# How's the Metal scene in Nashville and surrounding area's?



## Helixx Guitars (Nov 17, 2013)

How's the Metal scene in Nashville and surrounding area's?


----------



## Vhyle (Nov 17, 2013)

Moving here?

I live in Clarksville, which is 45 minutes northwest of Nashville. Here in my town, the metal scene is practically nonexistent.

But Nashville has a pretty decent scene going on. Good amount of metal shows coming through town, plus most of the local bands I've heard have been pretty solid. Enfold Darkness are from here, as are Inferi (which is half Enfold anyway). And lesser known acts like Ophiuchus (fukking AWESOME band, my personal favorite from Nashville), Obelisk, Kneel Before None, Animality, Iraconji... plenty more that I'm forgetting. 

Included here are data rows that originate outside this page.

//! Locates the executable inside an extracted artifact.

use regex::Regex;
use std::path::{Path, PathBuf};

use crate::prelude::*;

/// Returns the first file in `<download_dir>/<repository_id>/<version>/`
/// whose name matches `exec_pattern`.
pub fn find_binary(
	download_dir: &Path,
	repository_id: &str,
	version: &str,
	exec_pattern: &Regex,
) -> SwResult<PathBuf> {
	let repo_dir = download_dir.join(repository_id).join(version);
	let entries = std::fs::read_dir(&repo_dir).map_err(|err| {
		Error::BinaryNotFound(format!("failed to read directory {:?}: {}", repo_dir, err))
	})?;

	for entry in entries {
		let entry = entry?;
		if entry.file_type()?.is_dir() {
			continue;
		}
		let name = entry.file_name().to_string_lossy().into_owned();
		if exec_pattern.is_match(&name) {
			return Ok(repo_dir.join(name));
		}
	}

	Err(Error::BinaryNotFound(format!(
		"no binary matching pattern {} in repository {}",
		exec_pattern, repository_id
	)))
}


// vim: ts=4
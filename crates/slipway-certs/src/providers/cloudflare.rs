//! ACME DNS-01 provider backed by the Cloudflare API.
//!
//! The only flow that can issue wildcard certificates: a request for
//! `domain` covers `{base(domain), *.base(domain)}`. TXT records are
//! created at `_acme-challenge.<identifier>` and removed again once the
//! order settles.

use async_trait::async_trait;
use instant_acme::{self as acme};
use serde::Deserialize;
use serde_json::json;
use std::sync::Arc;
use std::time::Duration;

use slipway_core::domainutil;

use crate::account::AccountProvider;
use crate::prelude::*;
use crate::providers::http01::finalize_order;
use crate::providers::CertificateProvider;
use crate::store::Certificate;

const CLOUDFLARE_API: &str = "https://api.cloudflare.com/client/v4";
const MAX_RETRIES: usize = 5;
const TXT_TTL: u32 = 120;

pub struct CloudflareProvider {
	account_provider: Arc<AccountProvider>,
	client: reqwest::Client,
	api_base: String,
	auth_token: String,
	acme_email: String,
}

impl CloudflareProvider {
	/// Fails at construction when the API token is missing.
	pub fn new(
		account_provider: Arc<AccountProvider>,
		auth_token: Option<&str>,
		acme_email: impl Into<String>,
	) -> SwResult<Self> {
		let auth_token = match auth_token {
			Some(token) if !token.is_empty() => token.to_string(),
			_ => {
				return Err(Error::ConfigError(
					"missing or empty 'auth_token' in cert provider config".into(),
				))
			}
		};

		let client = reqwest::Client::builder()
			.timeout(Duration::from_secs(30))
			.build()
			.map_err(|e| Error::ConfigError(format!("http client: {}", e)))?;

		Ok(Self {
			account_provider,
			client,
			api_base: CLOUDFLARE_API.to_string(),
			auth_token,
			acme_email: acme_email.into(),
		})
	}

	async fn api<T: serde::de::DeserializeOwned>(
		&self,
		build: impl Fn() -> reqwest::RequestBuilder,
	) -> SwResult<T> {
		let mut last_err = None;
		for attempt in 0..MAX_RETRIES {
			if attempt > 0 {
				tokio::time::sleep(Duration::from_secs(1 << attempt)).await;
			}
			let response = match build().bearer_auth(&self.auth_token).send().await {
				Ok(response) => response,
				Err(err) => {
					last_err = Some(format!("cloudflare request: {}", err));
					continue;
				}
			};
			if response.status().is_server_error() {
				last_err = Some(format!("cloudflare status: {}", response.status()));
				continue;
			}
			if !response.status().is_success() {
				return Err(Error::Transient(format!("cloudflare status: {}", response.status())));
			}
			let envelope: CfEnvelope<T> = response
				.json()
				.await
				.map_err(|e| Error::Transient(format!("cloudflare response: {}", e)))?;
			if !envelope.success {
				return Err(Error::Transient(format!(
					"cloudflare error: {:?}",
					envelope.errors
				)));
			}
			return Ok(envelope.result);
		}
		Err(Error::Transient(last_err.unwrap_or_else(|| "cloudflare request failed".into())))
	}

	async fn zone_id(&self, base_domain: &str) -> SwResult<String> {
		let url = format!("{}/zones", self.api_base);
		let zones: Vec<CfZone> = self
			.api(|| self.client.get(&url).query(&[("name", base_domain)]))
			.await?;
		zones
			.into_iter()
			.next()
			.map(|zone| zone.id)
			.ok_or_else(|| Error::ChallengeFailed(format!("no cloudflare zone for {}", base_domain)))
	}

	async fn create_txt_record(
		&self,
		zone_id: &str,
		name: &str,
		content: &str,
	) -> SwResult<String> {
		let url = format!("{}/zones/{}/dns_records", self.api_base, zone_id);
		let body = json!({ "type": "TXT", "name": name, "content": content, "ttl": TXT_TTL });
		let record: CfRecord = self.api(|| self.client.post(&url).json(&body)).await?;
		debug!("Created TXT record {} ({})", name, record.id);
		Ok(record.id)
	}

	async fn delete_txt_record(&self, zone_id: &str, record_id: &str) {
		let url = format!("{}/zones/{}/dns_records/{}", self.api_base, zone_id, record_id);
		let result: SwResult<serde_json::Value> = self.api(|| self.client.delete(&url)).await;
		if let Err(err) = result {
			warn!("failed to remove TXT record {}: {}", record_id, err);
		}
	}
}

#[derive(Debug, Deserialize)]
struct CfEnvelope<T> {
	success: bool,
	#[serde(default)]
	errors: Vec<serde_json::Value>,
	result: T,
}

#[derive(Debug, Deserialize)]
struct CfZone {
	id: String,
}

#[derive(Debug, Deserialize)]
struct CfRecord {
	id: String,
}

#[async_trait]
impl CertificateProvider for CloudflareProvider {
	async fn request_certificate(&self, domain: &str) -> SwResult<Certificate> {
		let base = domainutil::base_domain(domain).to_string();
		let wildcard = domainutil::to_wildcard(&base);
		let zone_id = self.zone_id(&base).await?;

		let account = self.account_provider.account(&self.acme_email).await?;

		let identifiers = [
			acme::Identifier::Dns(base.clone()),
			acme::Identifier::Dns(wildcard.clone()),
		];
		let mut order = account
			.new_order(&acme::NewOrder::new(&identifiers))
			.await
			.map_err(|e| Error::ChallengeFailed(format!("new order: {}", e)))?;

		let mut record_ids = Vec::new();
		if order.state().status == acme::OrderStatus::Pending {
			let mut authorizations = order.authorizations();
			while let Some(result) = authorizations.next().await {
				let mut authz =
					result.map_err(|e| Error::ChallengeFailed(format!("authorization: {}", e)))?;
				match authz.status {
					acme::AuthorizationStatus::Pending => {}
					acme::AuthorizationStatus::Valid => continue,
					status => {
						warn!("Unexpected ACME authorization status: {:?}", status);
						continue;
					}
				}

				let mut challenge = authz
					.challenge(acme::ChallengeType::Dns01)
					.ok_or(Error::ChallengeFailed("no DNS-01 challenge offered".into()))?;
				let identifier = challenge.identifier().to_string();
				let record_name = format!("_acme-challenge.{}", identifier);
				let dns_value = challenge.key_authorization().dns_value();

				let record_id =
					self.create_txt_record(&zone_id, &record_name, &dns_value).await?;
				record_ids.push(record_id);

				challenge
					.set_ready()
					.await
					.map_err(|e| Error::ChallengeFailed(format!("set ready: {}", e)))?;
			}
		}

		let result = finalize_order(order, &base).await;

		for record_id in &record_ids {
			self.delete_txt_record(&zone_id, record_id).await;
		}

		result
	}
}

// vim: ts=4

There's a lot of metal to be heard in Nashville, you just gotta look. A lot of it is the breakdown core kinda stuff, which isn't really my thing as much, but there is a pretty wide selection here. And the scene seems to be growing.


----------



## Dyingsea (Nov 18, 2013)

Nashville is a really misunderstood place from an outside point of view in terms of the music scene. Yes the country music business has a heavy presence here and that's what the city is famous for but there is a ton of music in general from country, to blues, to rock, to jazz and all flavors in between. I agree with Vhyle that most metal around here is of the "core" breed or southern sludge rock/metal. There's not a ton of it but there is some.


----------



## Helixx Guitars (Nov 18, 2013)

Thanks for the reply guys. I guess I should of stated the genre of metal we prefer.
Metallica, Megadeath, Dio, Judas Priest, Dokken etc........


----------



## Dyingsea (Nov 18, 2013)

Helixx Guitars said:


> Thanks for the reply guys. I guess I should of stated the genre of metal we prefer.
> Metallica, Megadeath, Dio, Judas Priest, Dokken etc........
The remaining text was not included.